After his Website was shut down and he was punished for illegal practices, Zhang had published more than 110 articles under the pseudonym "Lihong" on overseas Websites from May to September 2006, the court said.
A court statement said that in more than 60 articles, Zhang had slandered the government and China's social system to vent his discontent with the government.
The court also deprived Zhang of his political rights for one year.
The statement said the court had showed leniency in the trial as Zhang showed remorse after his arrest. Zhang was unemployed after his Website was closed.
http://www.shanghaidaily.com/sp/article/2007/200703/20070320/article_309627.htm
Skeeter
03-20-2007, 09:43 AM
but communism is a backlashian utopia. He must have deserved it since he showed remorse.
Warriorbird
03-20-2007, 11:08 AM
We never hear about Russia doing worse. Kinda funny. Too bad that both parties are in China's pocket or we might actually do something about the trade surplus and bonds issue.
Xandalf
03-20-2007, 11:11 AM
DAMN the Chinese!
First Jack Bauer.
Then Audrey Raines.
AND NOW THIS?!?!?
Parkbandit
03-20-2007, 11:18 AM
I think this story shows that freedom of expression is alive and well in [China]
:)
I doesn't seem like the Chinese government knows the concept of individual liberties let alone human rights. The part in their constitution that guarantees freedom of speech is obviously some sick joke.
Feedom of speech as long as you don't say anything bad about the government. Yeah, sure.
Apathy
03-20-2007, 07:42 PM
Thank god we don't have pointless cases here that attempt to suppress our free speech. We are mentally evolved.
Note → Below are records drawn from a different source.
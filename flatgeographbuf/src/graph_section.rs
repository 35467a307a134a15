//! Graph section codec: `[header-size u32][header][edge₀][edge₁]…[edge_{n-1}]`.
//!
//! The graph header itself is `[edgeCount u32][columnCount u16][columns…]`.
//! The fixed `edgeCount`/`columnCount` prefix is cast with a zerocopy
//! struct, the same technique used for the `from`/`to` pair in
//! [`crate::edge`] and for the mega-structs in the reference tile codec.

use std::mem::size_of;

use zerocopy::{LE, U16, U32};
use zerocopy_derive::{FromBytes, Immutable, IntoBytes, KnownLayout, Unaligned};

use crate::column::{read_columns, write_columns, Column};
use crate::edge::{read_edge, write_edge, Edge, EdgeInput};
use crate::error::{FggReadError, FggWriteError};
use crate::primitive::Cursor;
use crate::property::infer_schema;

#[derive(Debug, Clone, Copy, FromBytes, IntoBytes, Immutable, KnownLayout, Unaligned)]
#[repr(C)]
struct GraphHeaderCounts {
    edge_count: U32<LE>,
    column_count: U16<LE>,
}

/// The graph section's header: edge count plus, if any edge carries
/// properties, the frozen column schema those properties were encoded
/// against.
#[derive(Debug, Clone, PartialEq)]
pub struct GraphHeader {
    pub edge_count: u32,
    /// Absent (not merely empty) when the column count is zero, per §4.3 /
    /// §4.10.
    pub columns: Option<Vec<Column>>,
}

impl GraphHeader {
    fn write(&self, out: &mut Vec<u8>) {
        // The wire format's column count is a u16 (§4.3); well-formed schemas
        // never approach that many columns.
        #[allow(clippy::cast_possible_truncation)]
        let column_count = self.columns.as_ref().map_or(0, Vec::len) as u16;
        out.extend_from_slice(&self.edge_count.to_le_bytes());
        out.extend_from_slice(&column_count.to_le_bytes());
        if let Some(columns) = &self.columns {
            write_columns(out, columns);
        }
    }

    pub(crate) fn read(bytes: &[u8]) -> Result<Self, FggReadError> {
        let (counts, rest) = GraphHeaderCounts::ref_from_prefix(bytes).map_err(|_| {
            FggReadError::Truncated {
                needed: size_of::<GraphHeaderCounts>(),
                available: bytes.len(),
            }
        })?;
        let column_count = counts.column_count.get();
        let columns = if column_count == 0 {
            None
        } else {
            let mut cur = Cursor::new(rest);
            Some(read_columns(&mut cur, column_count)?)
        };
        Ok(Self {
            edge_count: counts.edge_count.get(),
            columns,
        })
    }
}

/// Builds the complete graph section (header + edge records) for `edges`,
/// ready to be appended after the feature section.
///
/// Performs schema inference (§3/§9) from the first edge with a non-empty
/// property map, then validates and encodes every edge against the frozen
/// schema.
pub(crate) fn write_graph_section(
    edges: &[EdgeInput],
    feature_count: u64,
) -> Result<Vec<u8>, FggWriteError> {
    let columns = infer_schema(edges.iter().map(|e| &e.properties));

    let mut edge_bytes = Vec::new();
    for (edge_index, edge) in edges.iter().enumerate() {
        write_edge(
            &mut edge_bytes,
            edge,
            columns.as_deref().unwrap_or(&[]),
            feature_count,
            edge_index,
        )?;
    }

    // The wire format's edge count and header-size prefix are both u32
    // (§4.3, §4.6); realistic edge lists stay well under that bound.
    #[allow(clippy::cast_possible_truncation)]
    let header = GraphHeader {
        edge_count: edges.len() as u32,
        columns,
    };
    let mut header_bytes = Vec::new();
    header.write(&mut header_bytes);

    let mut out = Vec::with_capacity(4 + header_bytes.len() + edge_bytes.len());
    #[allow(clippy::cast_possible_truncation)]
    out.extend_from_slice(&(header_bytes.len() as u32).to_le_bytes());
    out.extend_from_slice(&header_bytes);
    out.extend_from_slice(&edge_bytes);
    Ok(out)
}

/// Reads just the graph header starting at the beginning of `bytes`,
/// returning it along with the offset (relative to `bytes`) at which the
/// edge records begin.
///
/// Split out from [`read_graph_section`] so the metadata probe (§4.10) can
/// see the header without materializing any edge.
pub(crate) fn read_graph_header(bytes: &[u8]) -> Result<(GraphHeader, usize), FggReadError> {
    let mut cur = Cursor::new(bytes);
    let header_size = cur.read_u32()? as usize;
    let header_bytes = cur.read_slice(header_size)?;
    let header = GraphHeader::read(header_bytes)?;
    Ok((header, cur.position()))
}

/// Reads exactly `header.edge_count` edge records starting at `offset` in
/// `bytes`, against `header`'s column schema.
pub(crate) fn read_graph_edges(
    bytes: &[u8],
    offset: usize,
    header: &GraphHeader,
) -> Result<Vec<Edge>, FggReadError> {
    let columns = header.columns.clone().unwrap_or_default();
    let mut cur = Cursor::new(&bytes[offset..]);
    let mut edges = Vec::with_capacity(header.edge_count as usize);
    for _ in 0..header.edge_count {
        edges.push(read_edge(&mut cur, &columns)?);
    }
    Ok(edges)
}

/// Reads the graph section starting at the beginning of `bytes`.
///
/// Returns the parsed header and every edge it declares. `bytes` must start
/// exactly at the section's offset, as computed by [`crate::locator`].
pub(crate) fn read_graph_section(bytes: &[u8]) -> Result<(GraphHeader, Vec<Edge>), FggReadError> {
    let (header, offset) = read_graph_header(bytes)?;
    let edges = read_graph_edges(bytes, offset, &header)?;
    Ok((header, edges))
}

#[cfg(test)]
mod tests {
    use super::*;
    use crate::property::{PropertyInputMap, PropertyInputValue, PropertyValue};

    #[test]
    fn round_trips_an_empty_graph_section() {
        let section = write_graph_section(&[], 0).unwrap();
        let (header, edges) = read_graph_section(&section).unwrap();
        assert_eq!(header.edge_count, 0);
        assert_eq!(header.columns, None);
        assert!(edges.is_empty());
    }

    #[test]
    fn round_trips_bidirectional_edges_with_properties() {
        let mut forward = PropertyInputMap::new();
        forward.insert(
            "direction".to_string(),
            PropertyInputValue::String("forward".to_string()),
        );
        let mut backward = PropertyInputMap::new();
        backward.insert(
            "direction".to_string(),
            PropertyInputValue::String("backward".to_string()),
        );

        let edges = vec![
            EdgeInput::new(0, 1).with_properties(forward),
            EdgeInput::new(1, 0).with_properties(backward),
        ];

        let section = write_graph_section(&edges, 2).unwrap();
        let (header, decoded) = read_graph_section(&section).unwrap();

        assert_eq!(header.edge_count, 2);
        assert_eq!(decoded.len(), 2);
        assert_eq!(decoded[0].from, 0);
        assert_eq!(decoded[0].to, 1);
        assert_eq!(
            decoded[0].properties.get("direction"),
            Some(&PropertyValue::String("forward".to_string()))
        );
        assert_eq!(decoded[1].from, 1);
        assert_eq!(decoded[1].to, 0);
        assert_eq!(
            decoded[1].properties.get("direction"),
            Some(&PropertyValue::String("backward".to_string()))
        );
    }
}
WASHINGTON (CNN) -- The Supreme Court entered into a free-speech dispute Friday involving a high school student suspended over a "Bong Hits 4 Jesus" banner.
The justices accepted an appeal from a school board in Juneau, Alaska, after a federal appeals court allowed a lawsuit by the family of Joseph Frederick to proceed.
Frederick was suspended in 2002 after he unfurled the 14-foot-long banner -- a reference to marijuana use -- just outside school grounds as the Olympic torch relay moved through the Alaskan capital headed for the Winter Games in Salt Lake City, Utah.
"Bong," as noted in the appeal filed with the justices, "is a slang term for drug paraphernalia."
Even though Frederick was standing on a public sidewalk, school officials argue that he and other students were participating in a school-sponsored event. They had been let out of classes and were accompanied by their teachers.
Principal Deborah Morse ordered the 18-year-old senior to take down the sign, but he refused. That led to a 10-day suspension for violating a school policy by promoting illegal drug use.
He filed suit, saying his First Amendment rights were infringed upon. The 9th U.S. Circuit Court of Appeals in San Francisco, California, agreed, concluding the school could not show Frederick had disrupted the school's educational mission by showing a banner off campus.
A three-judge panel of the appeals court relied on the Supreme Court's famous 1969 "Tinker" case, in which two Iowa high students were allowed to continue wearing anti-Vietnam War armbands.
But the justices in other appeals involving free speech have ruled against students' ability to give sexually suggestive speech, and in favor of a school's right to restrict what is published in student newspapers.
Attorney Kenneth Starr, the former Whitewater prosecutor who investigated President Clinton's relationship with White House intern Monica Lewinsky, is representing the school board.
Starr, who is now dean of the law school at Pepperdine University in Malibu, California, urged the high court in his appeal brief to clear up the "doctrinal fog infecting student speech jurisprudence."
According to an Associated Press report, Starr is handling the case free of charge.
The case will test school's ability to regulate speech on illegal drugs, particularly when it is done off school grounds.
The appeal will likely be argued in late February, with a ruling expected by late June.
The case is Morse and the Juneau School Board et al. v. Frederick (06-278).
Doh.
Artha
03-20-2007, 08:10 PM
I'd like to think you're kidding up there, Apathy.
Subversion is a crime here too.
Latrinsorm
03-20-2007, 11:19 PM
CHINA IS HITLER
Tsa`ah
03-21-2007, 09:07 AM
Subversion is a crime here too.
In a broad general sense, no. Specific types of subversion ... sure. However, China (and you) are confusing subversion with dissent.